Il s'étrangla. Lentement, il reposa son sac et s'approcha de son père. Il ne lui fut pas bien difficile de soulever son fils pour le mettre sur son genoux gauche. Puis, sans que Papyrus ne puisse se débattre, Shonar laissa glisser sa main le long des vertèbres du petit. L'enfant trouva cela malsain mais n'osa rien dire de plus de peur de se rattirer les foudres.

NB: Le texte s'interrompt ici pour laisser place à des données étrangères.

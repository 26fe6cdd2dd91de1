//! Error types for keyset pagination.
//!
//! Errors fall into three caller-facing groups: configuration errors raised
//! while an ordering is extracted, request errors (invalid cursors and
//! conflicting arguments) that must be reported to the client instead of
//! producing an empty page, and storage errors passed through untouched.

use std::borrow::Cow;

use strum::{AsRefStr, IntoStaticStr};

/// Type alias for boxed dynamic errors that can be sent across threads.
pub type BoxedError = Box<dyn std::error::Error + Send + Sync>;

/// Type alias for Results with the crate's [`Error`] type.
pub type Result<T, E = Error> = std::result::Result<T, E>;

/// Reasons a declared ordering cannot be used for keyset pagination.
#[derive(Debug, Clone, PartialEq, Eq, thiserror::Error)]
pub enum OrderingError {
    /// No usable ordering entry remained after classification.
    #[error("A minimum of 1 ordering field is required")]
    Empty,

    /// More sort columns than the engine can page over.
    #[error("A maximum of {max} ordering fields are allowed, got {count}")]
    TooManyFields {
        /// Number of classified entries.
        count: usize,
        /// Maximum supported.
        max: usize,
    },

    /// The final column may hold nulls, so it cannot break ties.
    #[error("Column `{attribute}` must not allow NULL")]
    NullableTieBreaker {
        /// Attribute name of the offending descriptor.
        attribute: String,
    },

    /// The final column is not the unique tie-breaker.
    #[error("Last ordering field must be the primary key `{expected}`, got `{attribute}`")]
    TieBreakerNotLast {
        /// Attribute name of the final descriptor.
        attribute: String,
        /// The source's primary key.
        expected: String,
    },

    /// An entry could not be classified and strict mode is enabled.
    #[error("Ordering entry {position} is not supported: {reason}")]
    Unclassified {
        /// Zero-based position in the declared ordering.
        position: usize,
        /// Why classification failed.
        reason: Cow<'static, str>,
    },
}

/// Categories of errors that can occur while paginating.
#[derive(Debug, Clone, Copy, PartialEq, Eq, AsRefStr, IntoStaticStr)]
#[strum(serialize_all = "snake_case")]
pub enum ErrorKind {
    /// The ordering is unusable for keyset pagination.
    Configuration,
    /// A `before`/`after` cursor is malformed or does not fit the ordering.
    InvalidCursor,
    /// `first` and `last` were both supplied.
    ConflictingArguments,
    /// A record does not expose a field the ordering needs.
    MissingAttribute,
    /// A cursor payload could not be serialized.
    Serialization,
    /// The underlying source failed.
    Source,
}

/// Comprehensive error type for keyset pagination.
#[derive(Debug, thiserror::Error)]
#[must_use = "pagination errors should be handled appropriately"]
pub enum Error {
    /// The declared ordering cannot be paged over.
    ///
    /// Raised when the engine is configured, before any request is served.
    #[error("Configuration error: {0}")]
    Configuration(#[from] OrderingError),

    /// A supplied cursor failed to decode or does not match the ordering.
    ///
    /// This is distinct from a valid cursor that matches no rows.
    #[error("Invalid cursor: {0}")]
    InvalidCursor(Cow<'static, str>),

    /// Both `first` and `last` were supplied.
    #[error("Can only provide either `first` or `last`, not both")]
    ConflictingArguments,

    /// A record does not expose a sort field.
    #[error("Record does not expose sort attribute `{0}`")]
    MissingAttribute(String),

    /// Cursor payload serialization failed.
    #[error("Serialization error: {0}")]
    Serialization(#[from] serde_json::Error),

    /// The underlying source failed; the original error is kept as the source.
    #[error("Source error: {0}")]
    Source(#[source] BoxedError),
}

impl Error {
    /// Creates an invalid cursor error with the given reason.
    pub fn invalid_cursor(reason: impl Into<Cow<'static, str>>) -> Self {
        Self::InvalidCursor(reason.into())
    }

    /// Wraps a storage error without altering it.
    pub fn from_source(error: impl std::error::Error + Send + Sync + 'static) -> Self {
        Self::Source(Box::new(error))
    }

    /// Returns the error kind.
    pub fn kind(&self) -> ErrorKind {
        match self {
            Self::Configuration(_) => ErrorKind::Configuration,
            Self::InvalidCursor(_) => ErrorKind::InvalidCursor,
            Self::ConflictingArguments => ErrorKind::ConflictingArguments,
            Self::MissingAttribute(_) => ErrorKind::MissingAttribute,
            Self::Serialization(_) => ErrorKind::Serialization,
            Self::Source(_) => ErrorKind::Source,
        }
    }

    /// Returns whether the request itself was malformed.
    ///
    /// Client errors should be reported as rejected requests, never as an
    /// empty page.
    pub fn is_client_error(&self) -> bool {
        matches!(
            self.kind(),
            ErrorKind::InvalidCursor | ErrorKind::ConflictingArguments
        )
    }
}

#[cfg(test)]
mod tests {
    use super::*;

    #[test]
    fn client_errors_are_flagged() {
        assert!(Error::ConflictingArguments.is_client_error());
        assert!(Error::invalid_cursor("bad").is_client_error());
        assert!(!Error::from(OrderingError::Empty).is_client_error());
    }

    #[test]
    fn kind_names_are_snake_case() {
        assert_eq!(Error::invalid_cursor("bad").kind().as_ref(), "invalid_cursor");
        let kind: &'static str = ErrorKind::ConflictingArguments.into();
        assert_eq!(kind, "conflicting_arguments");
    }

    #[test]
    fn source_keeps_original_error() {
        let io = std::io::Error::new(std::io::ErrorKind::TimedOut, "slow");
        let Error::Source(inner) = Error::from_source(io) else {
            panic!("expected source error");
        };
        assert!(inner.downcast_ref::<std::io::Error>().is_some());
    }
}
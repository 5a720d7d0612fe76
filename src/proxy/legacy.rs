//! `POST /v1/completions` on top of the chat relay

use axum::{
    body::Bytes,
    extract::State,
    response::{IntoResponse, Response},
    Json,
};

use tracing::Instrument;

use super::handler::{request_span, ChatRelay};
use super::request_log::format_request_log;
use super::server::ProxyState;
use crate::api::{ChatCompletionRequest, ChatCompletionResponse, CompletionRequest, TextCompletionResponse};
use crate::error::RelayError;

pub async fn completions(State(state): State<ProxyState>, body: Bytes) -> Response {
    let legacy: CompletionRequest = match serde_json::from_slice(&body) {
        Ok(request) => request,
        Err(e) => {
            tracing::warn!(error = %e, "Rejected malformed completion request");
            return RelayError::InvalidRequest(e.to_string()).into_response();
        }
    };

    let request = legacy.into_chat_request();
    async move {
        tracing::info!("{}", format_request_log(&request));
        complete_prompt(ChatRelay::new(state), request)
            .await
            .unwrap_or_else(IntoResponse::into_response)
    }
    .instrument(request_span())
    .await
}

async fn complete_prompt(relay: ChatRelay, request: ChatCompletionRequest) -> Result<Response, RelayError> {
    let request = relay.transform(request).await?;
    let (status, body) = relay.complete(&request).await?;

    if body.get("error").is_some() {
        return Ok((status, Json(body)).into_response());
    }

    let chat: ChatCompletionResponse = serde_json::from_value(body)
        .map_err(|e| RelayError::UnexpectedResponse(format!("not a chat completion: {}", e)))?;
    let text = TextCompletionResponse::from_chat(chat)
        .ok_or_else(|| RelayError::UnexpectedResponse("backend returned no choices".to_string()))?;

    Ok((status, Json(text)).into_response())
}
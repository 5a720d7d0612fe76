//! Profile templating of message content

use serde_json::Value;

use crate::api::{ChatCompletionRequest, Message, MessageContent, Role};
use crate::registry::ModelProfile;

/// Replacement for empty or whitespace-only content
pub const EMPTY_CONTENT_PLACEHOLDER: &str = ".";

/// Replace blank text content with [`EMPTY_CONTENT_PLACEHOLDER`]. Idempotent.
pub fn normalize_empty(conversation: &[Message]) -> Vec<Message> {
    conversation
        .iter()
        .cloned()
        .map(|mut message| {
            if let Some(MessageContent::Text(text)) = &mut message.content {
                if text.trim().is_empty() {
                    *text = EMPTY_CONTENT_PLACEHOLDER.to_string();
                }
            }
            message
        })
        .collect()
}

/// Wrap user and system text in the profile's prefix and suffix.
///
/// Other roles, content-part arrays and absent content pass through. Applying
/// this twice wraps twice.
pub fn format(conversation: &[Message], profile: &ModelProfile) -> Vec<Message> {
    conversation
        .iter()
        .cloned()
        .map(|mut message| {
            let (prefix, suffix) = match message.role {
                Role::User => (&profile.user_prefix, &profile.user_suffix),
                Role::System => (&profile.system_prefix, &profile.system_suffix),
                _ => return message,
            };
            if let Some(MessageContent::Text(text)) = &mut message.content {
                *text = format!("{}{}{}", prefix, text, suffix);
            }
            message
        })
        .collect()
}

/// Overwrite the request's `stop` with the profile's stop sequences
pub fn inject_stops(mut request: ChatCompletionRequest, profile: &ModelProfile) -> ChatCompletionRequest {
    if let Some(previous) = &request.stop {
        tracing::debug!(previous = %previous, "Replacing client stop sequences");
    }
    request.stop = Some(Value::from(profile.stop_sequences.clone()));
    request
}
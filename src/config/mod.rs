mod loader;

use serde::{Deserialize, Serialize};
use std::path::{Path, PathBuf};
use std::time::Duration;

pub use loader::load_config;

/// Main application configuration
#[derive(Debug, Clone, Default, Deserialize, Serialize)]
pub struct AppConfig {
    #[serde(default)]
    pub server: ServerConfig,
    #[serde(default)]
    pub backend: BackendConfig,
    #[serde(default)]
    pub auth: AuthConfig,
    #[serde(default)]
    pub prompt: PromptConfig,
    #[serde(default)]
    pub registry: RegistryConfig,
}

/// Relay listen address
#[derive(Debug, Clone, Deserialize, Serialize)]
pub struct ServerConfig {
    pub port: u16,
    pub host: String,
}

impl Default for ServerConfig {
    fn default() -> Self {
        Self {
            port: 8000,
            host: "0.0.0.0".to_string(),
        }
    }
}

/// Backend completion engine (LM Studio, llama-server, ...)
#[derive(Debug, Clone, Deserialize, Serialize)]
pub struct BackendConfig {
    /// Backend URL (e.g., "http://localhost:1234"). A missing scheme means http.
    pub url: String,
    #[serde(default = "default_completions_path")]
    pub completions_path: String,
    #[serde(default = "default_models_path")]
    pub models_path: String,
    #[serde(default)]
    pub timeouts: TimeoutConfig,
    /// TLS configuration options
    #[serde(default)]
    pub tls: Option<TlsConfig>,
    /// Bearer token sent to the backend
    #[serde(default)]
    pub api_key: Option<String>,
}

/// TLS configuration for backend connections
#[derive(Debug, Clone, Deserialize, Serialize)]
pub struct TlsConfig {
    /// Accept invalid certificates (self-signed, expired)
    #[serde(default)]
    pub accept_invalid_certs: bool,
    /// Path to custom CA certificate (PEM format)
    pub ca_cert_path: Option<String>,
    /// Path to client certificate for mTLS
    pub client_cert_path: Option<String>,
    /// Path to client private key for mTLS
    pub client_key_path: Option<String>,
}

/// Outbound call bounds, in seconds
#[derive(Debug, Clone, Deserialize, Serialize)]
pub struct TimeoutConfig {
    #[serde(default = "default_connect_seconds")]
    pub connect_seconds: u64,
    /// Idle time allowed between two reads of a backend response
    #[serde(default = "default_read_seconds")]
    pub read_seconds: u64,
    /// Whole-request bound for the active model lookup
    #[serde(default = "default_resolve_seconds")]
    pub resolve_seconds: u64,
    /// Whole-request bound for the proxied model list
    #[serde(default = "default_model_list_seconds")]
    pub model_list_seconds: u64,
}

fn default_completions_path() -> String {
    "/v1/chat/completions".to_string()
}

fn default_models_path() -> String {
    "/v1/models".to_string()
}

fn default_connect_seconds() -> u64 {
    30
}

fn default_read_seconds() -> u64 {
    600
}

fn default_resolve_seconds() -> u64 {
    5
}

fn default_model_list_seconds() -> u64 {
    30
}

impl Default for TimeoutConfig {
    fn default() -> Self {
        Self {
            connect_seconds: default_connect_seconds(),
            read_seconds: default_read_seconds(),
            resolve_seconds: default_resolve_seconds(),
            model_list_seconds: default_model_list_seconds(),
        }
    }
}

impl TimeoutConfig {
    pub fn connect(&self) -> Duration {
        Duration::from_secs(self.connect_seconds)
    }

    pub fn read(&self) -> Duration {
        Duration::from_secs(self.read_seconds)
    }

    pub fn resolve(&self) -> Duration {
        Duration::from_secs(self.resolve_seconds)
    }

    pub fn model_list(&self) -> Duration {
        Duration::from_secs(self.model_list_seconds)
    }
}

impl Default for BackendConfig {
    fn default() -> Self {
        Self {
            url: "http://localhost:1234".to_string(),
            completions_path: default_completions_path(),
            models_path: default_models_path(),
            timeouts: TimeoutConfig::default(),
            tls: None,
            api_key: None,
        }
    }
}

impl BackendConfig {
    /// Returns the base URL with a scheme and without a trailing slash
    pub fn base_url(&self) -> String {
        let url = self.url.trim().trim_end_matches('/');
        if url.contains("://") {
            url.to_string()
        } else {
            format!("http://{}", url)
        }
    }

    /// Returns true if the URL uses HTTPS
    pub fn is_tls(&self) -> bool {
        self.base_url().to_lowercase().starts_with("https://")
    }

    pub fn endpoint_url(&self, path: &str) -> String {
        format!("{}{}", self.base_url(), path)
    }

    pub fn completions_url(&self) -> String {
        self.endpoint_url(&self.completions_path)
    }

    pub fn models_url(&self) -> String {
        self.endpoint_url(&self.models_path)
    }
}

/// Inbound API-key gatekeeping. An empty key list disables it.
#[derive(Debug, Clone, Default, Deserialize, Serialize)]
pub struct AuthConfig {
    #[serde(default)]
    pub api_keys: Vec<String>,
}

impl AuthConfig {
    pub fn is_enabled(&self) -> bool {
        self.api_keys.iter().any(|k| !k.is_empty())
    }

    pub fn accepts(&self, token: &str) -> bool {
        !token.is_empty() && self.api_keys.iter().any(|k| k == token)
    }
}

/// Conversation shaping applied before dispatch
#[derive(Debug, Clone, Deserialize, Serialize)]
pub struct PromptConfig {
    /// Fixed system message inserted (or forced, with `system_override`)
    #[serde(default = "default_system_message")]
    pub system_message: String,
    #[serde(default)]
    pub system_override: bool,
    /// Resolve the active model and apply its profile (templating and stops)
    #[serde(default = "default_autostyle")]
    pub autostyle: bool,
    /// Filled in when the client omits `temperature`
    #[serde(default = "default_temperature")]
    pub default_temperature: Option<f64>,
}

fn default_system_message() -> String {
    "You are a helpful assistant.".to_string()
}

fn default_autostyle() -> bool {
    true
}

fn default_temperature() -> Option<f64> {
    Some(0.7)
}

impl Default for PromptConfig {
    fn default() -> Self {
        Self {
            system_message: default_system_message(),
            system_override: false,
            autostyle: default_autostyle(),
            default_temperature: default_temperature(),
        }
    }
}

/// Location of the model profile registry document
#[derive(Debug, Clone, Deserialize, Serialize)]
pub struct RegistryConfig {
    #[serde(default = "default_registry_path")]
    pub path: PathBuf,
}

fn default_registry_path() -> PathBuf {
    PathBuf::from("models.json")
}

impl Default for RegistryConfig {
    fn default() -> Self {
        Self {
            path: default_registry_path(),
        }
    }
}

/// Environment variables read by [`AppConfig::apply_env_overrides`]
pub mod env {
    pub const BACKEND_URL: &str = "BANANAPHONE_BACKEND_URL";
    pub const COMPLETIONS_PATH: &str = "BANANAPHONE_COMPLETIONS_PATH";
    pub const MODELS_PATH: &str = "BANANAPHONE_MODELS_PATH";
    pub const API_KEYS: &str = "BANANAPHONE_API_KEYS";
    pub const SYSTEM_MESSAGE: &str = "BANANAPHONE_SYSTEM_MESSAGE";
    pub const SYSTEM_OVERRIDE: &str = "BANANAPHONE_SYSTEM_OVERRIDE";
    pub const AUTOSTYLE: &str = "BANANAPHONE_AUTOSTYLE";
    pub const REGISTRY: &str = "BANANAPHONE_REGISTRY";
}

impl AppConfig {
    /// Load configuration from a YAML file
    pub fn from_file<P: AsRef<Path>>(path: P) -> Result<Self, ConfigError> {
        load_config(path)
    }

    /// Load the file if it exists, otherwise start from defaults
    pub fn load_or_default(path: &Path) -> Result<Self, ConfigError> {
        if path.exists() {
            Self::from_file(path)
        } else {
            tracing::warn!("Config file {:?} not found, using defaults", path);
            Ok(Self::default())
        }
    }

    /// Apply overrides from the process environment
    pub fn apply_env_overrides(&mut self) {
        self.apply_overrides(|key| std::env::var(key).ok());
    }

    /// Apply overrides from any key lookup (the environment in production)
    pub fn apply_overrides<F>(&mut self, lookup: F)
    where
        F: Fn(&str) -> Option<String>,
    {
        if let Some(url) = lookup(env::BACKEND_URL) {
            self.backend.url = url;
        }
        if let Some(path) = lookup(env::COMPLETIONS_PATH) {
            self.backend.completions_path = path;
        }
        if let Some(path) = lookup(env::MODELS_PATH) {
            self.backend.models_path = path;
        }
        if let Some(keys) = lookup(env::API_KEYS) {
            self.auth.api_keys = keys
                .split(',')
                .map(str::trim)
                .filter(|k| !k.is_empty())
                .map(String::from)
                .collect();
        }
        if let Some(message) = lookup(env::SYSTEM_MESSAGE) {
            self.prompt.system_message = message;
        }
        if let Some(value) = lookup(env::SYSTEM_OVERRIDE) {
            match parse_flag(&value) {
                Some(flag) => self.prompt.system_override = flag,
                None => tracing::warn!(key = env::SYSTEM_OVERRIDE, value = %value, "Ignoring non-boolean override"),
            }
        }
        if let Some(value) = lookup(env::AUTOSTYLE) {
            match parse_flag(&value) {
                Some(flag) => self.prompt.autostyle = flag,
                None => tracing::warn!(key = env::AUTOSTYLE, value = %value, "Ignoring non-boolean override"),
            }
        }
        if let Some(path) = lookup(env::REGISTRY) {
            self.registry.path = PathBuf::from(path);
        }
    }

    pub fn validate(&self) -> Result<(), ConfigError> {
        let base = self.backend.base_url();
        let parsed = url::Url::parse(&base)
            .map_err(|e| ConfigError::Validation(format!("backend url {:?}: {}", base, e)))?;
        if !matches!(parsed.scheme(), "http" | "https") {
            return Err(ConfigError::Validation(format!(
                "backend url scheme must be http or https, got {:?}",
                parsed.scheme()
            )));
        }

        for (name, path) in [
            ("completions_path", &self.backend.completions_path),
            ("models_path", &self.backend.models_path),
        ] {
            if !path.starts_with('/') {
                return Err(ConfigError::Validation(format!(
                    "backend.{} must start with '/', got {:?}",
                    name, path
                )));
            }
        }

        if self.prompt.system_message.trim().is_empty() {
            return Err(ConfigError::Validation(
                "prompt.system_message must not be empty".to_string(),
            ));
        }

        Ok(())
    }
}

fn parse_flag(value: &str) -> Option<bool> {
    match value.trim().to_ascii_lowercase().as_str() {
        "1" | "true" | "yes" | "on" => Some(true),
        "0" | "false" | "no" | "off" | "" => Some(false),
        _ => None,
    }
}

#[derive(Debug, thiserror::Error)]
pub enum ConfigError {
    #[error("Configuration file not found: {0}")]
    NotFound(String),

    #[error("Failed to read configuration file: {0}")]
    Io(#[from] std::io::Error),

    #[error("Failed to parse configuration: {0}")]
    Parse(#[from] serde_yaml::Error),

    #[error("Configuration validation error: {0}")]
    Validation(String),
}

Un instant plus tard, Lucida revint dans la pièce, une assiette de lasagnes fumantes dans les mains. Elle gardait la tête basse, comme une esclave. Shonar prit l'assiette et la posa sur son autre cuisse et, après cela, il posa sa main sous la mâchoire de sa femme pour l'approcher de son visage. Leurs souffles s'effleurèrent, quelques secondes seulement, avant qu'il ne la repousse en ricanant, la laissant désemparée et déçue. Papyrus regretta amèrement d'être revenu. Il eut un frisson lorsque son père posa ses doigts dans l'élastique de son pantalon sans l'écarter pour autant.

« Il y a dix ans je te nourrissais encore à la cuillère. Tu n'y vois pas d'inconvénient à ce que je le fasse aujourd'hui. Comme au bon vieux temps, hmmm ? »

Lançant un regard de détresse vers sa mère retrouvée, sans recevoir le moindre signe de vie de sa part, il chercha la force de refuser. Cependant, son père l'encouragea d'ouvrir la bouche tandis que celui-ci approchait la fourchette des dents du plus petit. Son regard resta pétrifié dans celui de son père. Alors, comme aucune réaction ne lui parvenait, il attrapa sa mâchoire et le força à ouvrir la cavité buccale. Papyrus mangea sans résistance, et crut pleurer d'émotions tant les lasagnes de sa mère étaient bonnes sur sa langue. Il aimerait en faire des pareilles, quand ce cauchemar se terminera.

« C'est bon, hein ? ria son père, grassement. C'est cette pute qui a cuisiné. Elle fait jolie à voir et cuisine bien, mais qu'est-ce qu'elle est conne, j'te jure ! Pas étonnant que ton frère s'est enfui pour te protéger de ses mains sales ! »

Il jeta un regard en coin à Lucida, mais elle avait déjà disparu de la pièce. Shonar continua ses moqueries.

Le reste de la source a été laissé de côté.